Issues
Issues copied to clipboard
Tentacle upgrade should block machines instead of tasks
Currently Tentacle upgrade will block tasks queued behind it from running so they don't attempt to run on a restarting Tentacle. It is somewhat selective but clumsy. If there is a problem with Tentacle upgrade (for example updating Calamari gets stuck), the Tentacle upgrade task can block other tasks indefinitely.
We have a script isolation mutex but it does not help Tentacle upgrade because each step of the upgrade takes out the mutex. Another task can acquire the mutex while Tentacle upgrade is between steps and run on a restarting Tentacle.
I think this issue can be resolved by wrapping the entire Tentacle upgrade process in the script isolation mutex. Each script step will need to be run without acquiring the mutex, which I believe is different to anything we do currently. With this approach, if a machine is blocking the Tentacle upgrade from progressing only tasks that involved that particular machine will be blocked rather than the entire task queue.
I ran into this issue today. We had a Tentacle upgrade hang and blocked deployments to our auto scaling infrastructure. Hopefully it was a one time occurrence, but ideally it would never be an issue.

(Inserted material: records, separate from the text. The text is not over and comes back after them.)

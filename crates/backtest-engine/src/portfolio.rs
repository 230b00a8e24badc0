use std::collections::BTreeMap;

use broker_trait::{AccountBalance, OrderSide, StockHolding};
use chrono::NaiveDate;
use serde::{Deserialize, Serialize};

/// One simulated fill.
#[derive(Debug, Clone, PartialEq, Serialize, Deserialize)]
pub struct PortfolioTrade {
    pub date: NaiveDate,
    pub stock_code: String,
    pub stock_name: String,
    pub side: OrderSide,
    pub quantity: u64,
    pub price: f64,
    pub total_amount: f64,
}

/// End-of-day valuation.
#[derive(Debug, Clone, PartialEq, Serialize, Deserialize)]
pub struct DailySnapshot {
    pub date: NaiveDate,
    pub total_value: f64,
    pub cash: f64,
    pub stock_value: f64,
    pub return_pct: f64,
}

#[derive(Debug, Clone, PartialEq)]
struct Position {
    name: String,
    quantity: u64,
    avg_price: f64,
}

/// In-memory ledger for one backtest run. Exposes the same `AccountBalance`
/// view a live broker returns.
#[derive(Debug, Clone)]
pub struct SimulatedPortfolio {
    initial_cash: f64,
    cash: f64,
    positions: BTreeMap<String, Position>,
    trades: Vec<PortfolioTrade>,
    daily_values: Vec<DailySnapshot>,
}

impl SimulatedPortfolio {
    pub fn new(initial_cash: f64) -> Self {
        Self {
            initial_cash,
            cash: initial_cash,
            positions: BTreeMap::new(),
            trades: Vec::new(),
            daily_values: Vec::new(),
        }
    }

    pub fn initial_cash(&self) -> f64 {
        self.initial_cash
    }

    pub fn cash(&self) -> f64 {
        self.cash
    }

    pub fn trade_history(&self) -> &[PortfolioTrade] {
        &self.trades
    }

    pub fn daily_values(&self) -> &[DailySnapshot] {
        &self.daily_values
    }

    pub fn holding_codes(&self) -> Vec<String> {
        self.positions.keys().cloned().collect()
    }

    pub fn quantity_of(&self, stock_code: &str) -> u64 {
        self.positions.get(stock_code).map_or(0, |p| p.quantity)
    }

    pub fn avg_price_of(&self, stock_code: &str) -> Option<f64> {
        self.positions.get(stock_code).map(|p| p.avg_price)
    }

    /// Returns false, leaving the ledger untouched, when the quantity is zero
    /// or the cost exceeds available cash.
    pub fn buy(
        &mut self,
        stock_code: &str,
        stock_name: &str,
        quantity: u64,
        price: f64,
        date: NaiveDate,
    ) -> bool {
        let total_cost = quantity as f64 * price;
        if quantity == 0 || total_cost > self.cash {
            return false;
        }

        self.cash -= total_cost;

        match self.positions.get_mut(stock_code) {
            Some(position) => {
                let old_cost = position.quantity as f64 * position.avg_price;
                position.quantity += quantity;
                position.avg_price = (old_cost + total_cost) / position.quantity as f64;
            }
            None => {
                self.positions.insert(
                    stock_code.to_string(),
                    Position {
                        name: stock_name.to_string(),
                        quantity,
                        avg_price: price,
                    },
                );
            }
        }

        self.trades.push(PortfolioTrade {
            date,
            stock_code: stock_code.to_string(),
            stock_name: stock_name.to_string(),
            side: OrderSide::Buy,
            quantity,
            price,
            total_amount: total_cost,
        });
        true
    }

    /// Returns false when nothing is held or `quantity` exceeds the position.
    /// Selling the whole position drops its cost basis.
    pub fn sell(&mut self, stock_code: &str, quantity: u64, price: f64, date: NaiveDate) -> bool {
        let Some(position) = self.positions.get_mut(stock_code) else {
            return false;
        };
        if quantity > position.quantity {
            return false;
        }

        let proceeds = quantity as f64 * price;
        self.cash += proceeds;
        position.quantity -= quantity;
        let stock_name = position.name.clone();
        if position.quantity == 0 {
            self.positions.remove(stock_code);
        }

        self.trades.push(PortfolioTrade {
            date,
            stock_code: stock_code.to_string(),
            stock_name,
            side: OrderSide::Sell,
            quantity,
            price,
            total_amount: proceeds,
        });
        true
    }

    /// Mark holdings to market and append a snapshot. Stocks without a price
    /// contribute nothing to the stock value.
    pub fn record_daily_value<F>(&mut self, date: NaiveDate, price_of: F) -> DailySnapshot
    where
        F: Fn(&str) -> Option<f64>,
    {
        let stock_value: f64 = self
            .positions
            .iter()
            .filter_map(|(code, p)| price_of(code).map(|price| p.quantity as f64 * price))
            .sum();

        let total_value = self.cash + stock_value;
        let snapshot = DailySnapshot {
            date,
            total_value,
            cash: self.cash,
            stock_value,
            return_pct: (total_value / self.initial_cash - 1.0) * 100.0,
        };
        self.daily_values.push(snapshot.clone());
        snapshot
    }

    /// Build the broker-shaped view. A missing price falls back to the
    /// average buy price.
    pub fn to_account_balance<F>(&self, price_of: F) -> AccountBalance
    where
        F: Fn(&str) -> Option<f64>,
    {
        let holdings: Vec<StockHolding> = self
            .positions
            .iter()
            .map(|(code, p)| {
                let current = price_of(code).unwrap_or(p.avg_price);
                StockHolding::marked(code, &p.name, p.quantity, p.avg_price, current)
            })
            .collect();

        let stock_eval: f64 = holdings.iter().map(|h| h.eval_amount).sum();
        let total_profit_loss: f64 = holdings.iter().map(|h| h.profit_loss).sum();
        let total_eval_amount = self.cash + stock_eval;

        AccountBalance {
            cash: self.cash,
            total_eval_amount,
            total_profit_loss,
            total_profit_rate: (total_eval_amount / self.initial_cash - 1.0) * 100.0,
            holdings,
        }
    }
}
use thiserror::Error;

#[derive(Error, Debug)]
pub enum AnalysisError {
    #[error("Failed to load stock mapping from {path}: {reason}")]
    MappingLoad { path: String, reason: String },
}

Another report: https://help.octopus.com/t/upgrade-all-tentacles-prevents-any-deployment-task-to-be-executed/19766
Another report (private link): https://secure.helpscout.net/conversation/605611169/28330?folderId=557077
Another report (private link): https://secure.helpscout.net/conversation/760047726/38240?folderId=2271904
Hi, we raised this on Thursday, June 21, 2018 9:44 AM after upgrading to 2018.6.5
We are now on LTS (2018.10.0) and this is still occurring.
On any version upgrade that requires a tentacle upgrade our deployment lead time becomes exponentially pushed due to us needing to plan the upgrade out of hours (we have a large infrastructure so upgrading 10K tentacles in one server task is going to slow down our pipeline somewhat if all other tasks are queued behind the upgrade)
Another Report of this issue. https://octopus.zendesk.com/agent/tickets/67509
Note that tentacle upgrades are not required to deploy. We support deploying to Tentacle 3.0.
I suggest working around this problem by setting an "outage" time to upgrade the tentacles and kicking it off then. Perhaps do it in batches. I realize this may be annoying with large installs, so we will keep this issue open.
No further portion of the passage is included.